* **Action item**:
Find and copy each line in the material below where the string "replying" occurs.

* **Data for review**:
// Prompt templates for resume screening.
// Placeholders: {job_description}, {resume}, {format_instructions}

/// Template for the compact `ScreeningResult` (0–1 score).
pub const SCREENING_PROMPT_TEMPLATE: &str = "You are an expert HR assistant specializing in resume screening.

Evaluate how well the resume below matches the job description. Base every
judgement on what the resume actually states; do not assume skills it does
not mention.

Job Description:
---
{job_description}
---

Resume:
---
{resume}
---

{format_instructions}";

/// Template for the frontend's `DetailedScreeningResult` (0–100 score).
pub const DETAILED_SCREENING_PROMPT_TEMPLATE: &str = "You are an expert HR assistant specializing in resume screening.

Compare the resume below with the job description. List the required and
preferred skills the candidate has and the ones they are missing, assess
their experience and qualifications against the role, and summarize the fit
for a hiring manager.

Job Description:
---
{job_description}
---

Resume:
---
{resume}
---

{format_instructions}";
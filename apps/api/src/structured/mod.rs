// Structured extraction: prompt → completion → JSON extraction → schema validation.
// One pipeline for every record type; the record's `RecordSchema` drives it.

pub mod extractor;
pub mod prompt;
pub mod schema;

use serde::de::DeserializeOwned;
use serde_json::Value;
use thiserror::Error;
use tracing::debug;

use crate::llm_client::{CompletionClient, LlmError};
use crate::structured::extractor::{extract_json, ExtractionError};
use crate::structured::schema::{RecordSchema, ValidationError};

/// A record type the pipeline can produce.
pub trait StructuredRecord: DeserializeOwned {
    const SCHEMA: RecordSchema;
}

#[derive(Debug, Error)]
pub enum PipelineError {
    #[error(transparent)]
    Service(#[from] LlmError),

    #[error(transparent)]
    Extraction(#[from] ExtractionError),

    #[error(transparent)]
    Validation(#[from] ValidationError),
}

/// Runs one completion for `prompt` and coerces the output into `T`.
///
/// Single attempt: a failure at any stage fails the whole call.
pub async fn extract_record<T: StructuredRecord>(
    client: &dyn CompletionClient,
    prompt: &str,
    temperature: f32,
) -> Result<T, PipelineError> {
    let raw = client.complete(prompt, temperature).await?;
    debug!(
        "{}: received {} chars of model output",
        T::SCHEMA.title,
        raw.len()
    );
    parse_record(&raw)
}

/// Extraction and validation only. Pure function of the model output.
pub fn parse_record<T: StructuredRecord>(raw: &str) -> Result<T, PipelineError> {
    let value = extract_json(raw)?;
    let normalized = T::SCHEMA.validate(value)?;
    serde_json::from_value(Value::Object(normalized))
        .map_err(|e| ValidationError::Malformed(e.to_string()).into())
}

#[cfg(test)]
pub(crate) mod testing {
    use std::sync::Mutex;

    use async_trait::async_trait;

    use crate::llm_client::{CompletionClient, LlmError};

    /// Completion client that replays a canned reply and records every prompt.
    pub struct FakeCompletionClient {
        reply: Result<String, String>,
        pub calls: Mutex<Vec<(String, f32)>>,
    }

    impl FakeCompletionClient {
        pub fn replying(text: &str) -> Self {
            Self {
                reply: Ok(text.to_string()),
                calls: Mutex::new(Vec::new()),
            }
        }

        pub fn failing(message: &str) -> Self {
            Self {
                reply: Err(message.to_string()),
                calls: Mutex::new(Vec::new()),
            }
        }

        pub fn call_count(&self) -> usize {
            self.calls.lock().unwrap().len()
        }

        pub fn last_prompt(&self) -> Option<String> {
            self.calls.lock().unwrap().last().map(|(p, _)| p.clone())
        }
    }

    #[async_trait]
    impl CompletionClient for FakeCompletionClient {
        async fn complete(&self, prompt: &str, temperature: f32) -> Result<String, LlmError> {
            self.calls
                .lock()
                .unwrap()
                .push((prompt.to_string(), temperature));
            self.reply.clone().map_err(|message| LlmError::Api {
                status: 503,
                message,
            })
        }
    }
}

#[cfg(test)]
mod tests {
    use super::testing::FakeCompletionClient;
    use super::*;
    use serde::Deserialize;

    use crate::structured::schema::{FieldKind, FieldSpec};

    #[derive(Debug, Deserialize)]
    struct Sample {
        score: f64,
        tags: Vec<String>,
    }

    impl StructuredRecord for Sample {
        const SCHEMA: RecordSchema = RecordSchema {
            title: "Sample",
            fields: &[
                FieldSpec::required("score", FieldKind::Score { min: 0.0, max: 1.0 }, "s"),
                FieldSpec::required("tags", FieldKind::StringList, "t"),
            ],
        };
    }

    #[tokio::test]
    async fn test_extract_record_end_to_end() {
        let client = FakeCompletionClient::replying("Sure:\n{\"score\": 2, \"tags\": [1, \"b\"]}");
        let sample: Sample = extract_record(&client, "prompt", 0.2).await.unwrap();
        assert_eq!(sample.score, 1.0);
        assert_eq!(sample.tags, vec!["1", "b"]);
        assert_eq!(client.call_count(), 1);
    }

    #[tokio::test]
    async fn test_service_failure_is_not_retried() {
        let client = FakeCompletionClient::failing("quota exceeded");
        let err = extract_record::<Sample>(&client, "prompt", 0.2)
            .await
            .unwrap_err();
        assert!(matches!(err, PipelineError::Service(_)));
        assert!(err.to_string().contains("quota exceeded"));
        assert_eq!(client.call_count(), 1);
    }

    #[test]
    fn test_parse_record_no_json_is_extraction_error() {
        let err = parse_record::<Sample>("nothing to see").unwrap_err();
        assert!(matches!(
            err,
            PipelineError::Extraction(ExtractionError::NoJsonObject)
        ));
    }

    #[test]
    fn test_parse_record_missing_field_is_validation_error() {
        let err = parse_record::<Sample>("{\"score\": 0.3}").unwrap_err();
        assert!(matches!(
            err,
            PipelineError::Validation(ValidationError::MissingField("tags"))
        ));
    }
}
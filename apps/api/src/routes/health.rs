use axum::Json;
use serde_json::{json, Value};

/// GET /health
/// Returns a simple status object with service version.
pub async fn health_handler() -> Json<Value> {
    Json(json!({
        "status": "ok",
        "version": env!("CARGO_PKG_VERSION"),
        "service": "hrsuite-api"
    }))
}
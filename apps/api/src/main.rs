mod config;
mod documents;
mod errors;
mod llm_client;
mod models;
mod routes;
mod screening;
mod sentiment;
mod state;
mod structured;

use anyhow::Result;
use std::net::SocketAddr;
use std::sync::Arc;
use tower_http::{cors::CorsLayer, trace::TraceLayer};
use tracing::info;
use tracing_subscriber::{layer::SubscriberExt, util::SubscriberInitExt, EnvFilter};

use crate::config::Config;
use crate::llm_client::LlmClient;
use crate::routes::build_router;
use crate::state::AppState;

#[tokio::main]
async fn main() -> Result<()> {
    // Load configuration first: a missing API key stops the process here.
    let config = Config::from_env()?;

    // Initialize structured logging
    tracing_subscriber::registry()
        .with(EnvFilter::try_from_default_env().unwrap_or_else(|_| {
            EnvFilter::new(format!("{}={}", env!("CARGO_CRATE_NAME"), &config.rust_log))
        }))
        .with(tracing_subscriber::fmt::layer())
        .init();

    info!("Starting HR Suite API v{}", env!("CARGO_PKG_VERSION"));

    // Initialize LLM client
    let llm = LlmClient::new(&config)?;
    info!(
        "LLM client initialized (model: {}, timeout: {:?})",
        llm.model(),
        config.llm_timeout
    );
    info!("PDF page mode: {:?}", config.pdf_page_mode);

    // Build app state
    let state = AppState {
        llm: Arc::new(llm),
        config: config.clone(),
    };

    // Build router
    let app = build_router(state)
        .layer(TraceLayer::new_for_http())
        .layer(CorsLayer::permissive());

    let addr: SocketAddr = format!("0.0.0.0:{}", config.port).parse()?;
    info!("Listening on {addr}");

    let listener = tokio::net::TcpListener::bind(addr).await?;
    axum::serve(listener, app).await?;

    Ok(())
}
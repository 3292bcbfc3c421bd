//! Axum route handlers for the Sentiment API.

use axum::{
    extract::{rejection::JsonRejection, State},
    Json,
};
use serde::Deserialize;
use tracing::info;
use uuid::Uuid;

use crate::errors::AppError;
use crate::models::feedback::FeedbackResult;
use crate::sentiment::analyze_feedback;
use crate::state::AppState;

#[derive(Debug, Deserialize)]
pub struct FeedbackRequest {
    pub employee_feedback: String,
}

/// POST /sentiment
///
/// Body: `{"employee_feedback": "..."}`. Returns a `FeedbackResult`.
#[tracing::instrument(skip_all, fields(request_id = %Uuid::new_v4()))]
pub async fn handle_sentiment(
    State(state): State<AppState>,
    payload: Result<Json<FeedbackRequest>, JsonRejection>,
) -> Result<Json<FeedbackResult>, AppError> {
    let Json(request) = payload?;
    if request.employee_feedback.trim().is_empty() {
        return Err(AppError::Input(
            "employee_feedback cannot be empty".to_string(),
        ));
    }

    info!(
        "Starting sentiment analysis ({} chars)",
        request.employee_feedback.len()
    );
    let result = analyze_feedback(state.llm.as_ref(), &request.employee_feedback).await?;
    Ok(Json(result))
}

* **Solution below**:
        pub fn replying(text: &str) -> Self {
        let client = FakeCompletionClient::replying("Sure:\n{\"score\": 2, \"tags\": [1, \"b\"]}");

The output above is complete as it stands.